4. Toby, your Labrador Retriever, whines that he desperately needs to go outside to pee, just as Governor Andrew Cuomo’s daily COVID-19 briefing is about to be broadcast. You ignore Toby, and Toby does what Toby does. Figuring that you’re “in for a penny, in for a pound,” you also urinate on the living room rug. Toby appears confused.
5. As a PBS special on the implications of the pandemic for the beekeeping industry in Belgium begins, your wife starts to disrobe and writhe provocatively in front of you, softly moaning, “Put on a mask and ventilate me, Big Boy!” You ask her to please stop blocking your view of the screen, swatting her on the haunches with a rolled-up newspaper.
6. You cover your child’s bedroom ceiling with a home-made, color-coded, glow-in-the-dark Hot Spot map of the world. When putting six-year-old Ashley to bed, you ask her where she thinks the next three major outbreaks will occur.

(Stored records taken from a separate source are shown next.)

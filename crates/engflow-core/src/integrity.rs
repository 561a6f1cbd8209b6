//! Post-migration integrity checks against the remote store.
//!
//! Three independent phases each contribute scored units: one per entity
//! count, one per foreign-key relationship and one per structural check.
//! A failing unit is recorded and the next one runs.

use std::collections::BTreeMap;

use chrono::{DateTime, Datelike, NaiveDate, NaiveDateTime, Utc};
use serde::Serialize;
use serde_json::Value;
use tracing::{error, info, warn};

use crate::entities::{Entity, Relationship, RELATIONSHIPS};
use crate::error::StoreError;
use crate::records::{value_as_id, Record};
use crate::store::local::{load_entity, KeyValueStore};
use crate::store::remote::TabularStore;

pub const MIN_EXPENSE_YEAR: i32 = 2000;
pub const MAX_EXPENSE_YEAR: i32 = 2030;

#[derive(Debug, Clone, Copy, PartialEq, Eq, Serialize)]
#[serde(rename_all = "lowercase")]
pub enum CheckStatus {
    Success,
    Warning,
    Error,
}

impl CheckStatus {
    pub fn icon(&self) -> &'static str {
        match self {
            CheckStatus::Success => "✅",
            CheckStatus::Warning => "⚠️",
            CheckStatus::Error => "❌",
        }
    }
}

#[derive(Debug, Clone, PartialEq, Serialize)]
#[serde(rename_all = "camelCase")]
pub struct CountValidation {
    pub entity: Entity,
    pub local_count: u64,
    /// `None` when the remote count could not be read.
    pub supabase_count: Option<u64>,
    pub status: CheckStatus,
    pub message: String,
}

#[derive(Debug, Clone, PartialEq, Serialize)]
#[serde(rename_all = "camelCase")]
pub struct ForeignKeyValidation {
    pub relationship: String,
    pub child: Entity,
    pub checked_references: u64,
    /// `-1` when the relationship could not be checked at all.
    pub broken_references: i64,
    pub status: CheckStatus,
    pub message: String,
}

#[derive(Debug, Clone, PartialEq, Serialize)]
#[serde(rename_all = "camelCase")]
pub struct DataIntegrityCheck {
    pub check: String,
    pub entity: Entity,
    pub checked_records: u64,
    pub violations: u64,
    pub status: CheckStatus,
    pub message: String,
}

#[derive(Debug, Clone, PartialEq, Serialize)]
#[serde(rename_all = "camelCase")]
pub struct IntegritySummary {
    pub total_local_records: u64,
    pub total_supabase_records: u64,
    pub matching_counts: bool,
    pub integrity_score: u32,
}

#[derive(Debug, Clone, PartialEq, Serialize)]
#[serde(rename_all = "camelCase")]
pub struct ValidationResult {
    pub success: bool,
    pub validations: Vec<CountValidation>,
    pub foreign_key_validations: Vec<ForeignKeyValidation>,
    pub data_integrity_checks: Vec<DataIntegrityCheck>,
    pub summary: IntegritySummary,
    pub errors: Vec<String>,
    pub warnings: Vec<String>,
}

impl ValidationResult {
    fn failed(message: String) -> Self {
        Self {
            success: false,
            validations: Vec::new(),
            foreign_key_validations: Vec::new(),
            data_integrity_checks: Vec::new(),
            summary: IntegritySummary {
                total_local_records: 0,
                total_supabase_records: 0,
                matching_counts: false,
                integrity_score: 0,
            },
            errors: vec![message],
            warnings: Vec::new(),
        }
    }

    fn statuses(&self) -> impl Iterator<Item = CheckStatus> + '_ {
        self.validations
            .iter()
            .map(|v| v.status)
            .chain(self.foreign_key_validations.iter().map(|v| v.status))
            .chain(self.data_integrity_checks.iter().map(|c| c.status))
    }
}

#[derive(Default)]
struct Findings {
    errors: Vec<String>,
    warnings: Vec<String>,
}

impl Findings {
    fn record(&mut self, status: CheckStatus, message: &str) {
        match status {
            CheckStatus::Success => {}
            CheckStatus::Warning => self.warnings.push(message.to_string()),
            CheckStatus::Error => self.errors.push(message.to_string()),
        }
    }
}

pub struct IntegrityValidator<'a, K: ?Sized, T: ?Sized> {
    local: &'a K,
    remote: &'a T,
}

She must explain her answer, referencing at least two reputable media websites. She cries.
7. You sing along when Lester Holt of NBC News performs “That’s What Friends Are For” at the end of his nightly broadcast. You notice that your forehead is slightly warmer than usual.
8. You follow Comedy Central’s recommendations to squirt Papa John pizza slices with pepperoni-scented Purell before consuming. Both you and Toby agree that doing so enhances the taste.
9. You encourage The Weather Channel, Animal Planet, and ESPN to develop a show called “You’ll Watch Anything,” featuring intoxicated NFL players attempting to lasso COVID-19-infected peccaries during a tornado.
10. You develop a serious case of the coronavirus, but refuse to go to the hospital because the TVs in the Intensive Care Unit don’t show COVID-19 Yule-log updates. Toby is by your side operating the remote with his nose. As your vision dims, you see Dr. Fauci and Governor Cuomo gazing at you from the flames of the fireplace, smiling and whispering your name.